Task brief: Search the entries for the word "await" and copy each line that has it.

Collected data entries
—————

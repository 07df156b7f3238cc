mod cli;

use cli::{Args, Command, ServeArgs, ShowArgs};
use macro_watch::adapters::inbound::http::{router, serve, AppState};
use macro_watch::adapters::outbound::console::StderrProgressReporter;
use macro_watch::adapters::outbound::memory::MemorySnapshotStore;
use macro_watch::adapters::outbound::network::{HttpStatusSource, RestSnapshotStore};
use macro_watch::adapters::outbound::renderers::TerminalRenderer;
use macro_watch::application::factories::{PresenterFactory, PresenterType, RendererFactory};
use macro_watch::application::read_models::DashboardState;
use macro_watch::application::use_cases::LoadDashboardUseCase;
use macro_watch::config::{
    load_config, EnvOverrides, ServeOverrides, ServeSettings, ShowOverrides, ShowSettings,
    StoreSettings,
};
use macro_watch::ports::outbound::{
    DashboardRenderer, ProgressReporter, SharedSnapshotStore, SharedStatusSource,
};
use macro_watch::shared::error::ExitCode;
use macro_watch::shared::Result;
use std::io::IsTerminal;
use std::process;
use std::sync::Arc;
use tracing_subscriber::EnvFilter;

#[tokio::main]
async fn main() {
    let args = Args::parse_args();

    let default_filter = match args.command {
        Command::Serve(_) => "info",
        Command::Show(_) => "warn",
    };
    init_tracing(default_filter);

    let result = match args.command {
        Command::Serve(serve_args) => run_serve(serve_args).await,
        Command::Show(show_args) => run_show(show_args).await,
    };

    match result {
        Ok(code) => process::exit(code.as_i32()),
        Err(e) => {
            eprintln!("\n❌ An error occurred:\n");
            eprintln!("{}", e);

            // Display error chain
            for cause in e.chain().skip(1) {
                eprintln!("\nCaused by: {}", cause);
            }

            eprintln!();
            process::exit(ExitCode::ApplicationError.as_i32());
        }
    }
}

/// Logs go to stderr; `RUST_LOG` overrides the per-command default
fn init_tracing(default_filter: &str) {
    let filter =
        EnvFilter::try_from_default_env().unwrap_or_else(|_| EnvFilter::new(default_filter));
    tracing_subscriber::fmt()
        .with_env_filter(filter)
        .with_writer(std::io::stderr)
        .with_target(false)
        .init();
}

async fn run_serve(args: ServeArgs) -> Result<ExitCode> {
    let cwd = std::env::current_dir()?;
    let file = load_config(args.config.as_deref(), &cwd)?;
    let settings = ServeSettings::resolve(
        &file,
        &EnvOverrides::from_process(),
        &ServeOverrides::from(&args),
    )?;

    // Create adapters (Dependency Injection)
    let store = build_store(&settings.store)?;
    let remote_status: Option<SharedStatusSource> = match settings.status_url.as_deref() {
        Some(url) => {
            tracing::info!(%url, "dashboard reads a remote status endpoint");
            Some(Arc::new(HttpStatusSource::new(url, settings.status_timeout)?))
        }
        None => None,
    };

    let app = router(AppState::new(store, remote_status));
    serve(&settings.bind, app).await?;

    Ok(ExitCode::Success)
}

fn build_store(settings: &StoreSettings) -> Result<SharedSnapshotStore> {
    match settings {
        StoreSettings::Rest {
            url,
            token,
            timeout,
        } => {
            tracing::info!(%url, "using KV REST store");
            Ok(Arc::new(RestSnapshotStore::new(url, token, *timeout)?))
        }
        StoreSettings::Memory { seed_file } => {
            let store = match seed_file {
                Some(path) => MemorySnapshotStore::from_seed_file(path)?,
                None => MemorySnapshotStore::new(),
            };
            tracing::info!(entries = store.len(), "using in-memory store");
            Ok(Arc::new(store))
        }
    }
}

async fn run_show(args: ShowArgs) -> Result<ExitCode> {
    let cwd = std::env::current_dir()?;
    let file = load_config(args.config.as_deref(), &cwd)?;
    let settings = ShowSettings::resolve(&file, &ShowOverrides::from(&args))?;

    let color = !args.no_color
        && args.output.is_none()
        && std::env::var_os("NO_COLOR").is_none()
        && std::io::stdout().is_terminal();
    let renderer = RendererFactory::create(args.format, color);

    // The loading state lives on stderr while the request is in flight
    let progress = StderrProgressReporter::new();
    let loading = TerminalRenderer::new(false).render(&DashboardState::Loading)?;
    progress.report_waiting(loading.trim_end());

    let source = HttpStatusSource::new(&settings.url, settings.timeout)?;
    let state = LoadDashboardUseCase::new(source).execute().await;
    progress.report_completion("");

    let output = renderer.render(&state)?;
    PresenterFactory::create(PresenterType::from(args.output)).present(&output)?;

    Ok(exit_code_for(&state, settings.alert_threshold))
}

fn exit_code_for(state: &DashboardState, alert_threshold: Option<u64>) -> ExitCode {
    match state {
        DashboardState::Error(_) | DashboardState::Loading => ExitCode::ApplicationError,
        DashboardState::Loaded(model) => match alert_threshold {
            Some(threshold) if model.alert_count() >= threshold => ExitCode::BreachesDetected,
            _ => ExitCode::Success,
        },
    }
}
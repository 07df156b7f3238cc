//! Read models for the dashboard
//!
//! View-optimized structs: the snapshot flattened into display rows,
//! plus the state machine the renderers draw.

pub mod dashboard_read_model;
pub mod dashboard_read_model_builder;

pub use dashboard_read_model::{BreachRow, DashboardReadModel, DashboardState, Tone, ValueRow};
pub use dashboard_read_model_builder::DashboardReadModelBuilder;
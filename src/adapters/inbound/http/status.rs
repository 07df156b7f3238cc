use axum::extract::State;
use axum::http::header::{CACHE_CONTROL, CONTENT_TYPE};
use axum::http::{HeaderValue, StatusCode};
use axum::response::{IntoResponse, Response};

use super::router::AppState;
use crate::application::dto::StatusOutcome;

/// Status endpoint; every method is treated as a read
pub async fn status(State(state): State<AppState>) -> Response {
    outcome_response(state.status.execute().await)
}

fn outcome_response(outcome: StatusOutcome) -> Response {
    let code =
        StatusCode::from_u16(outcome.status_code()).unwrap_or(StatusCode::INTERNAL_SERVER_ERROR);
    let found = outcome.is_found();

    let mut response = (
        code,
        [(CONTENT_TYPE, HeaderValue::from_static("application/json"))],
        outcome.into_body(),
    )
        .into_response();
    if found {
        response
            .headers_mut()
            .insert(CACHE_CONTROL, HeaderValue::from_static("no-store"));
    }
    response
}

#[cfg(test)]
mod tests {
    use super::*;

    #[test]
    fn test_found_response_headers() {
        let response = outcome_response(StatusOutcome::Found("{}".to_string()));
        assert_eq!(response.status(), StatusCode::OK);
        assert_eq!(response.headers().get(CACHE_CONTROL).unwrap(), "no-store");
        assert_eq!(response.headers().get(CONTENT_TYPE).unwrap(), "application/json");
    }

    #[test]
    fn test_error_responses_are_not_marked_no_store() {
        let response = outcome_response(StatusOutcome::Absent);
        assert_eq!(response.status(), StatusCode::NOT_FOUND);
        assert!(response.headers().get(CACHE_CONTROL).is_none());

        let response = outcome_response(StatusOutcome::StoreFailure("timeout".to_string()));
        assert_eq!(response.status(), StatusCode::INTERNAL_SERVER_ERROR);
        assert!(response.headers().get(CACHE_CONTROL).is_none());
    }
}
/// Type alias for Result with anyhow::Error as the error type.
/// Ports and adapters all report failures through this alias.
pub type Result<T> = std::result::Result<T, anyhow::Error>;

/// Extracts the human-readable description of an error, falling back to
/// `fallback` when the error message is empty. Whitespace counts as a message.
pub fn message_or(err: &anyhow::Error, fallback: &str) -> String {
    let message = err.to_string();
    if message.is_empty() {
        fallback.to_string()
    } else {
        message
    }
}
/// Renderer adapters for the dashboard view
mod html_renderer;
mod terminal_renderer;

pub use html_renderer::HtmlRenderer;
pub use terminal_renderer::TerminalRenderer;

/// Heading shown above every loaded dashboard
pub(crate) const DASHBOARD_TITLE: &str = "Macro Early Warning Dashboard";

/// Endpoint the user is pointed at before the first snapshot exists
pub(crate) const COMPUTE_PATH: &str = "/api/compute";
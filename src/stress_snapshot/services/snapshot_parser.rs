use crate::shared::Result;
use crate::stress_snapshot::domain::{BreachCount, BreachFlag, IndicatorReading, Reading, Snapshot};
use serde_json::{Map, Value};
use std::borrow::Cow;

/// Bare tokens the producer's JSON encoder writes for non-finite floats.
/// `-Infinity` must be tried before `Infinity`.
const NON_FINITE_TOKENS: [&str; 3] = ["-Infinity", "Infinity", "NaN"];

/// Prefix marking a string that started life as a bare non-finite token.
/// Written as the `\u0000` escape so it cannot collide with ordinary text.
const NON_FINITE_MARKER: char = '\u{0}';

/// Tolerant parser for stored snapshot documents.
///
/// Accepts strict JSON plus the `NaN`/`Infinity`/`-Infinity` literals, keeps
/// mapping order, and degrades missing or malformed fields to empty values
/// instead of failing the whole document.
pub struct SnapshotParser;

impl SnapshotParser {
    /// Parses a snapshot document
    ///
    /// # Errors
    /// Returns an error if the text is not JSON or its top level is not an object
    pub fn parse(text: &str) -> Result<Snapshot> {
        let normalized = Self::quote_non_finite_literals(text);
        let value: Value = serde_json::from_str(&normalized)
            .map_err(|e| anyhow::anyhow!("Invalid snapshot JSON: {}", e))?;

        let Value::Object(root) = value else {
            anyhow::bail!("Snapshot is not a JSON object");
        };

        Ok(Snapshot {
            generated_utc: Self::text_of(root.get("generated_utc")),
            values: Self::entries(&root, "values")
                .map(|(name, v)| IndicatorReading::new(name.as_str(), Self::reading_of(v)))
                .collect(),
            breaches: Self::entries(&root, "breaches")
                .map(|(rule, v)| BreachFlag::new(rule.as_str(), Self::is_truthy(v)))
                .collect(),
            breach_count: root.get("breach_count").and_then(Self::count_of),
        })
    }

    /// Returns true when `parse` would accept the text
    pub fn is_parseable(text: &str) -> bool {
        Self::parse(text).is_ok()
    }

    /// Rewrites bare non-finite tokens outside string literals into marked strings
    fn quote_non_finite_literals(text: &str) -> Cow<'_, str> {
        if !text.contains("NaN") && !text.contains("Infinity") {
            return Cow::Borrowed(text);
        }

        let mut out = String::with_capacity(text.len() + 16);
        let mut in_string = false;
        let mut escaped = false;
        let mut rest = text;

        while let Some(c) = rest.chars().next() {
            if in_string {
                if escaped {
                    escaped = false;
                } else if c == '\\' {
                    escaped = true;
                } else if c == '"' {
                    in_string = false;
                }
            } else if c == '"' {
                in_string = true;
            } else if let Some(token) = NON_FINITE_TOKENS.iter().find(|t| rest.starts_with(*t)) {
                out.push_str("\"\\u0000");
                out.push_str(token);
                out.push('"');
                rest = &rest[token.len()..];
                continue;
            }
            out.push(c);
            rest = &rest[c.len_utf8()..];
        }

        Cow::Owned(out)
    }

    /// Iterates a nested mapping; anything but an object yields no entries
    fn entries<'a>(
        root: &'a Map<String, Value>,
        field: &str,
    ) -> impl Iterator<Item = (&'a String, &'a Value)> {
        root.get(field)
            .and_then(Value::as_object)
            .into_iter()
            .flat_map(|map| map.iter())
    }

    fn non_finite_of(s: &str) -> Option<f64> {
        match s.strip_prefix(NON_FINITE_MARKER)? {
            "NaN" => Some(f64::NAN),
            "Infinity" => Some(f64::INFINITY),
            "-Infinity" => Some(f64::NEG_INFINITY),
            _ => None,
        }
    }

    fn reading_of(value: &Value) -> Reading {
        match value {
            Value::Number(n) => match n.as_f64() {
                Some(v) => Reading::Number(v),
                None => Reading::Raw(n.to_string()),
            },
            Value::String(s) => match Self::non_finite_of(s) {
                Some(v) => Reading::Number(v),
                None => Reading::Raw(s.clone()),
            },
            other => Reading::Raw(other.to_string()),
        }
    }

    /// Truthiness as the producer's consumers have always judged it:
    /// false, null, 0, NaN and "" are false, everything else is true
    fn is_truthy(value: &Value) -> bool {
        match value {
            Value::Null => false,
            Value::Bool(b) => *b,
            Value::Number(n) => n.as_f64().is_some_and(|v| v != 0.0),
            Value::String(s) => match Self::non_finite_of(s) {
                Some(v) => !v.is_nan(),
                None => !s.is_empty(),
            },
            Value::Array(_) | Value::Object(_) => true,
        }
    }

    fn text_of(value: Option<&Value>) -> String {
        match value {
            None | Some(Value::Null) => String::new(),
            Some(Value::String(s)) => match Self::non_finite_of(s) {
                Some(_) => s.trim_start_matches(NON_FINITE_MARKER).to_string(),
                None => s.clone(),
            },
            Some(other) => other.to_string(),
        }
    }

    /// Whole counts become `Count`; other values keep the text a browser
    /// would show for them. Null and booleans render as nothing.
    fn count_of(value: &Value) -> Option<BreachCount> {
        match value {
            Value::Null | Value::Bool(_) => None,
            Value::Number(n) => {
                let whole = n.as_u64().or_else(|| {
                    // Some encoders write integral counts as 1.0
                    n.as_f64()
                        .filter(|v| v.fract() == 0.0 && *v >= 0.0 && *v <= u64::MAX as f64)
                        .map(|v| v as u64)
                });
                Some(match whole {
                    Some(count) => BreachCount::Count(count),
                    None => BreachCount::Raw(n.to_string()),
                })
            }
            other => Some(BreachCount::Raw(Self::text_of(Some(other)))),
        }
    }
}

—————

Solution to the exercise:
        Command::Serve(serve_args) => run_serve(serve_args).await,
        Command::Show(show_args) => run_show(show_args).await,
    serve(&settings.bind, app).await?;
    let state = LoadDashboardUseCase::new(source).execute().await;
    outcome_response(state.status.execute().await)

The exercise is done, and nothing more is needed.